***** ENTRIES SUPPLIED *****
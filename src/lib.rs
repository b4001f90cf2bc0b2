// src/lib.rs

//! Shelfmate client core library

pub mod error;
pub mod models;
pub mod pipeline;
pub mod services;
pub mod session;
pub mod utils;
//! Session state container with change notifications.

use std::sync::Arc;

use tokio::sync::watch;

use crate::models::{ActivityEvent, SessionUser};
use crate::session::SessionState;

/// Shared session store.
///
/// Cloning is cheap and every clone observes the same state. Subscribers get a
/// `watch` receiver that wakes on each change and always sees the latest
/// snapshot.
#[derive(Clone)]
pub struct SessionStore {
    tx: Arc<watch::Sender<SessionState>>,
}

impl SessionStore {
    /// Create an empty, logged-out store.
    pub fn new() -> Self {
        let (tx, _) = watch::channel(SessionState::default());
        Self { tx: Arc::new(tx) }
    }

    /// Subscribe to future changes.
    pub fn subscribe(&self) -> watch::Receiver<SessionState> {
        self.tx.subscribe()
    }

    /// Clone of the current state.
    pub fn snapshot(&self) -> SessionState {
        self.tx.borrow().clone()
    }

    /// Run `f` against the current state without cloning it.
    pub fn read<R>(&self, f: impl FnOnce(&SessionState) -> R) -> R {
        f(&*self.tx.borrow())
    }

    pub fn current_user(&self) -> Option<SessionUser> {
        self.read(|state| state.user.clone())
    }

    pub fn is_authenticated(&self) -> bool {
        self.read(SessionState::is_authenticated)
    }

    /// Apply a mutation and notify subscribers.
    pub fn update(&self, f: impl FnOnce(&mut SessionState)) {
        self.tx.send_modify(|state| {
            f(state);
            state.version += 1;
        });
    }

    /// Mutate the logged-in user. Returns false (and notifies nobody) when
    /// there is no user.
    pub fn update_user(&self, f: impl FnOnce(&mut SessionUser)) -> bool {
        self.tx.send_if_modified(|state| {
            let Some(user) = state.user.as_mut() else {
                return false;
            };
            f(user);
            state.version += 1;
            true
        })
    }

    /// Start a session for `user`, replacing any previous one.
    pub fn login(&self, user: SessionUser) {
        log::info!("Session started for {}", user.username);
        self.update(|state| {
            state.user = Some(user);
            state.activities.clear();
        });
    }

    /// End the session and drop everything it held.
    pub fn logout(&self) {
        log::info!("Session cleared");
        self.update(|state| {
            state.user = None;
            state.activities.clear();
        });
    }

    /// Replace the loaded activity events.
    pub fn set_activities(&self, activities: Vec<ActivityEvent>) {
        self.update(|state| state.activities = activities);
    }
}

impl Default for SessionStore {
    fn default() -> Self {
        Self::new()
    }
}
*****
- WHAT YOU NEED TO DO: Starting from the records above, filter out all lines except those containing the word "activities".

- EXPECTED OUTPUT:
            state.activities.clear();
            state.activities.clear();
    pub fn set_activities(&self, activities: Vec<ActivityEvent>) {
        self.update(|state| state.activities = activities);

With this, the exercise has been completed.